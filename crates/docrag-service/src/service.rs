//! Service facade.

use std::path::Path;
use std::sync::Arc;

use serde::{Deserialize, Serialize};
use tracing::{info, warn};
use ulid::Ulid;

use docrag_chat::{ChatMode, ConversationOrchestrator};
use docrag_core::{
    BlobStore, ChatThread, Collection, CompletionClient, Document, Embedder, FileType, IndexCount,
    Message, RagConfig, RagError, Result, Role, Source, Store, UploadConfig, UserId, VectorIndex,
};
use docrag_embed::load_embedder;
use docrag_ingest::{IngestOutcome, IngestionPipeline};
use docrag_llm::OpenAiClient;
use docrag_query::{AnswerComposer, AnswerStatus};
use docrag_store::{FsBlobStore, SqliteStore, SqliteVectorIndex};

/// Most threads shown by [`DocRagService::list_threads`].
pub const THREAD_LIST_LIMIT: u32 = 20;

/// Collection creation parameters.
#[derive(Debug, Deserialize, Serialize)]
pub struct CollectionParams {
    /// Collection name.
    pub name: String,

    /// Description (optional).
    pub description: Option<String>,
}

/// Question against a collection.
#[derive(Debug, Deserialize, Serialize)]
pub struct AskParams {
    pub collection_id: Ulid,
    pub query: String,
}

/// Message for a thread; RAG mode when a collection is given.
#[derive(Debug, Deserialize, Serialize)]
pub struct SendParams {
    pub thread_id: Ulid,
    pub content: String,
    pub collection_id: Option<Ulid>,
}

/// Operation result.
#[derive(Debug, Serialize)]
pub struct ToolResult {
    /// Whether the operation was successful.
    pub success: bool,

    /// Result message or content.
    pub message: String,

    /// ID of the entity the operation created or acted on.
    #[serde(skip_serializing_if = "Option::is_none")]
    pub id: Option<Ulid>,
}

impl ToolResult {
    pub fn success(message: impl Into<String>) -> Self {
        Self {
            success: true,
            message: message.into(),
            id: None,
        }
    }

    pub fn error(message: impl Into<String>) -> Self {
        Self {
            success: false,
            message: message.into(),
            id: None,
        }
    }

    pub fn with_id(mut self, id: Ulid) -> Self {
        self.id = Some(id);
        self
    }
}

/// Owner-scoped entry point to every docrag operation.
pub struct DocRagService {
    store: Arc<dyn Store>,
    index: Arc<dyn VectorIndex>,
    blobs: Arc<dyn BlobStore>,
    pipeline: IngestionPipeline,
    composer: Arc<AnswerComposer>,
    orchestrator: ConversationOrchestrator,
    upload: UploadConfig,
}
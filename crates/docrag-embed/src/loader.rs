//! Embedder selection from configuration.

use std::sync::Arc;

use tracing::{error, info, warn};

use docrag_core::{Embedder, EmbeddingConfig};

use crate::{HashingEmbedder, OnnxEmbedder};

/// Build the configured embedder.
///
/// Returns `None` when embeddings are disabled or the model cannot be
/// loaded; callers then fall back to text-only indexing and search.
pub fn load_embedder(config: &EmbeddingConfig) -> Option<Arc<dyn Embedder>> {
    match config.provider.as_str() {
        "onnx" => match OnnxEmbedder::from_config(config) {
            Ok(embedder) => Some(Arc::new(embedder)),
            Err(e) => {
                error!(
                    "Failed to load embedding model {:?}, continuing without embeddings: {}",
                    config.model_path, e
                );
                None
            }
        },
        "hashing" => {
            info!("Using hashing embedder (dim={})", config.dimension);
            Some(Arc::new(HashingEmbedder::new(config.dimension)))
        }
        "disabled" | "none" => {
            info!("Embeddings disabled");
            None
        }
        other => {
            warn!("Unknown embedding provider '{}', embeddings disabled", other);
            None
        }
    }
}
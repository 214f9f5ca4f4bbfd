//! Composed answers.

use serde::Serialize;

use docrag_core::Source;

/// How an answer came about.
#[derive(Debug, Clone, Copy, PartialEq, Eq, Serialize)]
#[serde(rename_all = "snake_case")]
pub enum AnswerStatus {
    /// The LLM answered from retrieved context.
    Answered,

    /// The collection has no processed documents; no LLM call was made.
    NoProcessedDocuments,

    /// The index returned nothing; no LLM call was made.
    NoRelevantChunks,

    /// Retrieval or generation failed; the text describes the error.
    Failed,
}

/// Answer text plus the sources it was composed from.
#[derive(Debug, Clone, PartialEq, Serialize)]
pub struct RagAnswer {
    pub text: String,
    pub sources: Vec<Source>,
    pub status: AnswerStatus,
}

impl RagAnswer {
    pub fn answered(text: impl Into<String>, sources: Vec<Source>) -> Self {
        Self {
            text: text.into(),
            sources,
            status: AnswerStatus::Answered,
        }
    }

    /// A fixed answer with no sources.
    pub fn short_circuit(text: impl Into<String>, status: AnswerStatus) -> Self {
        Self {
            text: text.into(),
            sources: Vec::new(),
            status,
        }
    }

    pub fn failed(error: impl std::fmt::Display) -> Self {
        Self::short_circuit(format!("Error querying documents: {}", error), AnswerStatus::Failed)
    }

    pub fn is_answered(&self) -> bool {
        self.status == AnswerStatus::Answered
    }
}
═══
** What the task requires **
Starting from the first line above, copy the data through to the last line exactly.

** Task response **
filename crates/docrag-service/src/service.rs
//! Service facade.

use std::path::Path;
use std::sync::Arc;

use serde::{Deserialize, Serialize};
use tracing::{info, warn};
use ulid::Ulid;

use docrag_chat::{ChatMode, ConversationOrchestrator};
use docrag_core::{
    BlobStore, ChatThread, Collection, CompletionClient, Document, Embedder, FileType, IndexCount,
    Message, RagConfig, RagError, Result, Role, Source, Store, UploadConfig, UserId, VectorIndex,
};
use docrag_embed::load_embedder;
use docrag_ingest::{IngestOutcome, IngestionPipeline};
use docrag_llm::OpenAiClient;
use docrag_query::{AnswerComposer, AnswerStatus};
use docrag_store::{FsBlobStore, SqliteStore, SqliteVectorIndex};

/// Most threads shown by [`DocRagService::list_threads`].
pub const THREAD_LIST_LIMIT: u32 = 20;

/// Collection creation parameters.
#[derive(Debug, Deserialize, Serialize)]
pub struct CollectionParams {
    /// Collection name.
    pub name: String,

    /// Description (optional).
    pub description: Option<String>,
}

/// Question against a collection.
#[derive(Debug, Deserialize, Serialize)]
pub struct AskParams {
    pub collection_id: Ulid,
    pub query: String,
}

/// Message for a thread; RAG mode when a collection is given.
#[derive(Debug, Deserialize, Serialize)]
pub struct SendParams {
    pub thread_id: Ulid,
    pub content: String,
    pub collection_id: Option<Ulid>,
}

/// Operation result.
#[derive(Debug, Serialize)]
pub struct ToolResult {
    /// Whether the operation was successful.
    pub success: bool,

    /// Result message or content.
    pub message: String,

    /// ID of the entity the operation created or acted on.
    #[serde(skip_serializing_if = "Option::is_none")]
    pub id: Option<Ulid>,
}

impl ToolResult {
    pub fn success(message: impl Into<String>) -> Self {
        Self {
            success: true,
            message: message.into(),
            id: None,
        }
    }

    pub fn error(message: impl Into<String>) -> Self {
        Self {
            success: false,
            message: message.into(),
            id: None,
        }
    }

    pub fn with_id(mut self, id: Ulid) -> Self {
        self.id = Some(id);
        self
    }
}

/// Owner-scoped entry point to every docrag operation.
pub struct DocRagService {
    store: Arc<dyn Store>,
    index: Arc<dyn VectorIndex>,
    blobs: Arc<dyn BlobStore>,
    pipeline: IngestionPipeline,
    composer: Arc<AnswerComposer>,
    orchestrator: ConversationOrchestrator,
    upload: UploadConfig,
}
filename crates/docrag-embed/src/loader.rs
//! Embedder selection from configuration.

use std::sync::Arc;

use tracing::{error, info, warn};

use docrag_core::{Embedder, EmbeddingConfig};

use crate::{HashingEmbedder, OnnxEmbedder};

/// Build the configured embedder.
///
/// Returns `None` when embeddings are disabled or the model cannot be
/// loaded; callers then fall back to text-only indexing and search.
pub fn load_embedder(config: &EmbeddingConfig) -> Option<Arc<dyn Embedder>> {
    match config.provider.as_str() {
        "onnx" => match OnnxEmbedder::from_config(config) {
            Ok(embedder) => Some(Arc::new(embedder)),
            Err(e) => {
                error!(
                    "Failed to load embedding model {:?}, continuing without embeddings: {}",
                    config.model_path, e
                );
                None
            }
        },
        "hashing" => {
            info!("Using hashing embedder (dim={})", config.dimension);
            Some(Arc::new(HashingEmbedder::new(config.dimension)))
        }
        "disabled" | "none" => {
            info!("Embeddings disabled");
            None
        }
        other => {
            warn!("Unknown embedding provider '{}', embeddings disabled", other);
            None
        }
    }
}
repository 214f9f5ca4f4bbfd
//! Composed answers.

use serde::Serialize;

use docrag_core::Source;

/// How an answer came about.
#[derive(Debug, Clone, Copy, PartialEq, Eq, Serialize)]
#[serde(rename_all = "snake_case")]
pub enum AnswerStatus {
    /// The LLM answered from retrieved context.
    Answered,

    /// The collection has no processed documents; no LLM call was made.
    NoProcessedDocuments,

    /// The index returned nothing; no LLM call was made.
    NoRelevantChunks,

    /// Retrieval or generation failed; the text describes the error.
    Failed,
}

/// Answer text plus the sources it was composed from.
#[derive(Debug, Clone, PartialEq, Serialize)]
pub struct RagAnswer {
    pub text: String,
    pub sources: Vec<Source>,
    pub status: AnswerStatus,
}

impl RagAnswer {
    pub fn answered(text: impl Into<String>, sources: Vec<Source>) -> Self {
        Self {
            text: text.into(),
            sources,
            status: AnswerStatus::Answered,
        }
    }

    /// A fixed answer with no sources.
    pub fn short_circuit(text: impl Into<String>, status: AnswerStatus) -> Self {
        Self {
            text: text.into(),
            sources: Vec::new(),
            status,
        }
    }

    pub fn failed(error: impl std::fmt::Display) -> Self {
        Self::short_circuit(format!("Error querying documents: {}", error), AnswerStatus::Failed)
    }

    pub fn is_answered(&self) -> bool {
        self.status == AnswerStatus::Answered
    }
}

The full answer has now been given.